Farm Animal Exposure Setting Impacts Hemolytic Uremic Syndrome Risk Among Cases Infected with Shiga toxin-producing Escherichia coli — Minnesota, 2010-2019

Madhura Vachon

PhD, Environmental Health

Craig Hedberg, Josh Rounds, Kirk Smith, Carlota Medus, Gillian A.M. Tarr

Craig Hedberg

Shiga toxin-producing Escherichia coli; Animal contact venues


Shiga toxin-producing Escherichia coli (STEC) transmission occurs in ruminant contact settings and can lead to post-diarrheal hemolytic uremic syndrome (HUS). We investigated whether exposure setting (ruminant exposure from living or working on a farm, from visiting a farm or animal contact venue, or both) influenced HUS development among individuals with laboratory-confirmed STEC infections using Minnesota surveillance data from 2010-2019. Logistic regression was performed to determine whether exposure setting was associated with HUS independent of age, stx2 gene detection, and county ruminant per capita.
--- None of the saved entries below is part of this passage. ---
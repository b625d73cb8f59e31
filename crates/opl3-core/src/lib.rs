//! OPL3 voice allocation and register encoding
//!
//! Drives an 18-channel OPL3 FM chip from normalized synthesis parameters and
//! MIDI note events. The chip itself is an external collaborator behind the
//! [`Opl3Backend`] trait; this crate decides which registers to write and when.
//!
//! # Features
//! - Bit-exact encoding of operator, channel and rhythm registers
//! - Two parameter surfaces: per-voice (512 parameters) and monotimbral
//!   (30 parameters broadcast to every voice)
//! - 16-voice polyphony with first-free allocation and no stealing
//! - Equal-tempered MIDI note to F-number/block conversion
//! - A silent [`RegisterFile`] backend for inspection and tests
//!
//! # Quick start
//! ```no_run
//! use opl3::{Opl3Synth, RegisterFile, SynthConfig};
//!
//! let mut synth = Opl3Synth::new(RegisterFile::new(), SynthConfig::default()).unwrap();
//! synth.handle_midi(&[0x90, 69, 100]); // A4 on
//! assert_eq!(synth.backend().read_register(0x0A0), 0x8D);
//! synth.handle_midi(&[0x80, 69, 0]);
//! ```

#![warn(missing_docs)]

pub mod config;
pub mod encoder;
pub mod frequency;
pub mod layout;
pub mod midi;
pub mod params;
mod register_file;
mod synth;
pub mod voice;

/// Error types for configuration loading and register scripts
///
/// Core operations never fail; invalid input there degrades to a no-op.
#[derive(thiserror::Error, Debug)]
pub enum Opl3Error {
    /// IO error from filesystem
    #[error("IO error: {0}")]
    Io(#[from] std::io::Error),

    /// Malformed configuration document
    #[error("Invalid configuration: {0}")]
    Config(#[from] serde_json::Error),

    /// Sample rate that is not finite and positive
    #[error("Invalid sample rate: {0}")]
    InvalidSampleRate(f32),

    /// Malformed line in a register script
    #[error("line {line}: {message}")]
    Script {
        /// 1-based line number
        line: usize,
        /// What went wrong
        message: String,
    },
}

/// Result type for fallible OPL3 operations
pub type Result<T> = std::result::Result<T, Opl3Error>;

// Public API exports
pub use config::SynthConfig;
pub use encoder::{encode_all, RegisterWrite};
pub use frequency::FrequencyRegisters;
pub use layout::{ChannelId, OperatorId, OperatorRegister, RegisterAddress};
pub use midi::MidiMessage;
pub use params::{MonoParamId, MonotimbralParams, ParamId, ParameterStore, ParameterSurface};
pub use register_file::RegisterFile;
pub use synth::Opl3Synth;
pub use voice::{NoteOffMode, Voice, VoiceAllocator, VoiceState};

pub use opl3_common::Opl3Backend;
//! Polyphonic voice allocation
//!
//! A fixed pool of [`MAX_VOICES`] voices, voice slot `n` permanently driving chip
//! channel `n`. Each voice is `Idle` or `Active`; a NoteOn takes the first idle
//! slot in ascending order and a NoteOn arriving with every slot busy is dropped.
//! There is no stealing and no queue.

use log::{debug, trace};
use serde::{Deserialize, Serialize};

use crate::frequency::FrequencyRegisters;
use crate::layout::{ChannelId, RegisterAddress, FNUM_LOW_BASE, KEY_BLOCK_FNUM_BASE};
use opl3_common::{Opl3Backend, MAX_VOICES};

/// Lifecycle state of a voice
#[derive(Debug, Clone, Copy, PartialEq, Eq, Default)]
pub enum VoiceState {
    /// Free for allocation
    #[default]
    Idle,
    /// Bound to a sounding note
    Active,
}

/// What a NoteOff writes to the channel's 0xB0 register
#[derive(Debug, Clone, Copy, PartialEq, Eq, Default, Serialize, Deserialize)]
#[serde(rename_all = "snake_case")]
pub enum NoteOffMode {
    /// Write 0, clearing block and F-number along with the key-on bit.
    ///
    /// This is what existing patches were tuned against, so it stays the default.
    #[default]
    ZeroHighByte,
    /// Rewrite the last high byte with only the key-on bit cleared, so the
    /// release phase keeps its pitch.
    ClearKeyOnOnly,
}

/// One entry of the voice pool
#[derive(Debug, Clone, Copy, PartialEq)]
pub struct Voice {
    state: VoiceState,
    note: u8,
    frequency: f32,
    channel: ChannelId,
    registers: Option<FrequencyRegisters>,
}

impl Voice {
    fn new(channel: ChannelId) -> Self {
        Voice {
            state: VoiceState::Idle,
            note: 0,
            frequency: 0.0,
            channel,
            registers: None,
        }
    }

    /// Current lifecycle state.
    pub fn state(&self) -> VoiceState {
        self.state
    }

    /// Whether the voice is bound to a sounding note.
    pub fn is_active(&self) -> bool {
        self.state == VoiceState::Active
    }

    /// Bound note while active.
    pub fn note(&self) -> Option<u8> {
        self.is_active().then_some(self.note)
    }

    /// Frequency of the last note bound to this voice, in Hz.
    pub fn frequency(&self) -> f32 {
        self.frequency
    }

    /// Hardware channel driven by this voice.
    pub fn channel(&self) -> ChannelId {
        self.channel
    }

    /// Frequency registers written by the last NoteOn.
    pub fn registers(&self) -> Option<FrequencyRegisters> {
        self.registers
    }

    fn high_register(&self) -> RegisterAddress {
        RegisterAddress::for_channel(self.channel, KEY_BLOCK_FNUM_BASE)
    }
}

/// Fixed pool of voices bound 1:1 to the first [`MAX_VOICES`] channels
#[derive(Debug, Clone)]
pub struct VoiceAllocator {
    voices: [Voice; MAX_VOICES],
    note_off_mode: NoteOffMode,
}

impl VoiceAllocator {
    /// Create a pool with every voice idle.
    pub fn new(note_off_mode: NoteOffMode) -> Self {
        let mut channels = ChannelId::all();
        let voices = std::array::from_fn(|_| {
            Voice::new(channels.next().unwrap_or(ChannelId::FIRST))
        });
        VoiceAllocator {
            voices,
            note_off_mode,
        }
    }

    /// Start `note` on the first idle voice.
    ///
    /// A velocity of 0 is a NoteOff. Returns the voice slot that was bound, or
    /// `None` when the note was released or dropped because every voice is busy.
    pub fn note_on<B: Opl3Backend + ?Sized>(
        &mut self,
        chip: &mut B,
        note: u8,
        velocity: u8,
        sample_rate: f32,
    ) -> Option<usize> {
        if velocity == 0 {
            self.note_off(chip, note);
            return None;
        }

        let Some(slot) = self.voices.iter().position(|v| !v.is_active()) else {
            debug!("voice pool exhausted, dropping note {note}");
            return None;
        };

        let regs = FrequencyRegisters::for_note(note, sample_rate);
        let voice = &mut self.voices[slot];
        voice.state = VoiceState::Active;
        voice.note = note;
        voice.frequency = regs.frequency;
        voice.registers = Some(regs);

        let low = RegisterAddress::for_channel(voice.channel, FNUM_LOW_BASE);
        chip.write_register(low.raw(), regs.low);
        chip.write_register(voice.high_register().raw(), regs.high);

        trace!(
            "note {note} -> voice {slot} (block {}, fnum {:#05x})",
            regs.block,
            regs.f_number
        );
        Some(slot)
    }

    /// Release every active voice bound to `note`. Returns how many were released.
    pub fn note_off<B: Opl3Backend + ?Sized>(&mut self, chip: &mut B, note: u8) -> usize {
        let mode = self.note_off_mode;
        let mut released = 0;
        for voice in self
            .voices
            .iter_mut()
            .filter(|v| v.is_active() && v.note == note)
        {
            let high = match (mode, voice.registers) {
                (NoteOffMode::ClearKeyOnOnly, Some(regs)) => regs.key_off_high(),
                _ => 0,
            };
            chip.write_register(voice.high_register().raw(), high);
            voice.state = VoiceState::Idle;
            released += 1;
        }
        released
    }

    /// Release every active voice regardless of note, writing 0 to its 0xB0
    /// register. Returns how many were released.
    pub fn all_notes_off<B: Opl3Backend + ?Sized>(&mut self, chip: &mut B) -> usize {
        let mut released = 0;
        for voice in self.voices.iter_mut().filter(|v| v.is_active()) {
            chip.write_register(voice.high_register().raw(), 0);
            voice.state = VoiceState::Idle;
            released += 1;
        }
        released
    }

    /// Mark every voice idle without touching the chip (used after a device reset).
    pub fn force_idle(&mut self) {
        for voice in &mut self.voices {
            voice.state = VoiceState::Idle;
        }
    }

    /// Number of active voices.
    pub fn active_count(&self) -> usize {
        self.voices.iter().filter(|v| v.is_active()).count()
    }

    /// All voices in slot order.
    pub fn voices(&self) -> &[Voice] {
        &self.voices
    }

    /// Voice in `slot`, if the slot exists.
    pub fn voice(&self, slot: usize) -> Option<&Voice> {
        self.voices.get(slot)
    }

    /// Active NoteOff behaviour.
    pub fn note_off_mode(&self) -> NoteOffMode {
        self.note_off_mode
    }

    /// Change the NoteOff behaviour; affects subsequent NoteOffs only.
    pub fn set_note_off_mode(&mut self, mode: NoteOffMode) {
        self.note_off_mode = mode;
    }
}

impl Default for VoiceAllocator {
    fn default() -> Self {
        Self::new(NoteOffMode::default())
    }
}

#[cfg(test)]
mod tests {
    use super::*;
    use crate::RegisterFile;

    const RATE: f32 = 44_100.0;

    fn setup() -> (VoiceAllocator, RegisterFile) {
        let mut chip = RegisterFile::with_log();
        chip.reset(RATE);
        (VoiceAllocator::default(), chip)
    }

    #[test]
    fn test_voices_bound_to_first_channels() {
        let pool = VoiceAllocator::default();
        for (slot, voice) in pool.voices().iter().enumerate() {
            assert_eq!(voice.channel().index(), slot);
            assert_eq!(voice.state(), VoiceState::Idle);
        }
    }

    #[test]
    fn test_note_on_writes_frequency_pair() {
        let (mut pool, mut chip) = setup();
        assert_eq!(pool.note_on(&mut chip, 69, 100, RATE), Some(0));

        let writes = chip.take_log();
        assert_eq!(writes.len(), 2);
        assert_eq!((writes[0].addr.raw(), writes[0].value), (0x0A0, 0x8D));
        assert_eq!((writes[1].addr.raw(), writes[1].value), (0x0B0, 0x32));

        let voice = pool.voice(0).unwrap();
        assert_eq!(voice.note(), Some(69));
        approx::assert_relative_eq!(voice.frequency(), 440.0);
    }

    #[test]
    fn test_allocation_order_and_exhaustion() {
        let (mut pool, mut chip) = setup();
        for (i, note) in (40u8..56).enumerate() {
            assert_eq!(pool.note_on(&mut chip, note, 90, RATE), Some(i));
        }
        assert_eq!(pool.active_count(), MAX_VOICES);
        chip.take_log();

        assert_eq!(pool.note_on(&mut chip, 80, 90, RATE), None);
        assert_eq!(pool.active_count(), MAX_VOICES);
        assert!(chip.log().is_empty());
    }

    #[test]
    fn test_freed_slot_is_reused_first() {
        let (mut pool, mut chip) = setup();
        for note in 60..64 {
            pool.note_on(&mut chip, note, 100, RATE);
        }
        pool.note_off(&mut chip, 61);
        assert_eq!(pool.note_on(&mut chip, 70, 100, RATE), Some(1));
    }

    #[test]
    fn test_velocity_zero_is_note_off() {
        let (mut pool, mut chip) = setup();
        pool.note_on(&mut chip, 60, 100, RATE);
        chip.take_log();

        assert_eq!(pool.note_on(&mut chip, 60, 0, RATE), None);
        assert_eq!(pool.active_count(), 0);
        let writes = chip.take_log();
        assert_eq!(writes.len(), 1);
        assert_eq!((writes[0].addr.raw(), writes[0].value), (0x0B0, 0));
    }

    #[test]
    fn test_note_off_releases_all_duplicates() {
        let (mut pool, mut chip) = setup();
        pool.note_on(&mut chip, 64, 100, RATE);
        pool.note_on(&mut chip, 64, 100, RATE);
        pool.note_on(&mut chip, 67, 100, RATE);
        chip.take_log();

        assert_eq!(pool.note_off(&mut chip, 64), 2);
        assert_eq!(pool.active_count(), 1);
        let addrs: Vec<u16> = chip.take_log().iter().map(|w| w.addr.raw()).collect();
        assert_eq!(addrs, vec![0x0B0, 0x0B1]);
    }

    #[test]
    fn test_note_off_unknown_note_is_noop() {
        let (mut pool, mut chip) = setup();
        pool.note_on(&mut chip, 64, 100, RATE);
        chip.take_log();
        assert_eq!(pool.note_off(&mut chip, 65), 0);
        assert!(chip.log().is_empty());
        assert_eq!(pool.active_count(), 1);
    }

    #[test]
    fn test_clear_key_on_only_preserves_pitch() {
        let (mut pool, mut chip) = setup();
        pool.set_note_off_mode(NoteOffMode::ClearKeyOnOnly);
        pool.note_on(&mut chip, 69, 100, RATE);
        chip.take_log();

        pool.note_off(&mut chip, 69);
        let writes = chip.take_log();
        assert_eq!(writes.len(), 1);
        assert_eq!(writes[0].addr.raw(), 0x0B0);
        assert_eq!(writes[0].value, 0x12); // Block 4, F-number high 2, key off
    }

    #[test]
    fn test_all_notes_off_writes_zero_per_active_voice() {
        let (mut pool, mut chip) = setup();
        pool.set_note_off_mode(NoteOffMode::ClearKeyOnOnly);
        for note in [50, 52, 55] {
            pool.note_on(&mut chip, note, 100, RATE);
        }
        pool.note_off(&mut chip, 52);
        chip.take_log();

        assert_eq!(pool.all_notes_off(&mut chip), 2);
        let writes: Vec<(u16, u8)> = chip
            .take_log()
            .iter()
            .map(|w| (w.addr.raw(), w.value))
            .collect();
        assert_eq!(writes, vec![(0x0B0, 0), (0x0B2, 0)]);
        assert_eq!(pool.active_count(), 0);
    }

    #[test]
    fn test_force_idle_writes_nothing() {
        let (mut pool, mut chip) = setup();
        pool.note_on(&mut chip, 50, 100, RATE);
        chip.take_log();
        pool.force_idle();
        assert_eq!(pool.active_count(), 0);
        assert!(chip.log().is_empty());
    }

    #[test]
    fn test_bank_one_voice_addresses() {
        let (mut pool, mut chip) = setup();
        for note in 30..40 {
            pool.note_on(&mut chip, note, 100, RATE);
        }
        // Slot 9 is channel 9: bank 1, slot 0
        let writes = chip.take_log();
        assert_eq!(writes[18].addr.raw(), 0x1A0);
        assert_eq!(writes[19].addr.raw(), 0x1B0);
    }
}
Among confirmed STEC cases, ruminant exposure only from living or working on a farm was not significantly associated with HUS compared to cases without any ruminant exposure (OR: 1.29; 95% CI: 0.53, 3.12). However, ruminant exposure only from visiting a farm or public animal contact venue was associated with HUS (OR: 2.53; 95% CI: 1.51, 4.25). Exposure from both settings was also associated with HUS (OR: 4.03; 95% CI: 1.52, 10.64). Exposure to ruminants when visiting farms or animal contact venues is an important predictor of HUS, even among people who live or work on farms with ruminants. All people, regardless of routine ruminant exposure, should take care in settings with ruminants to avoid infection with STEC.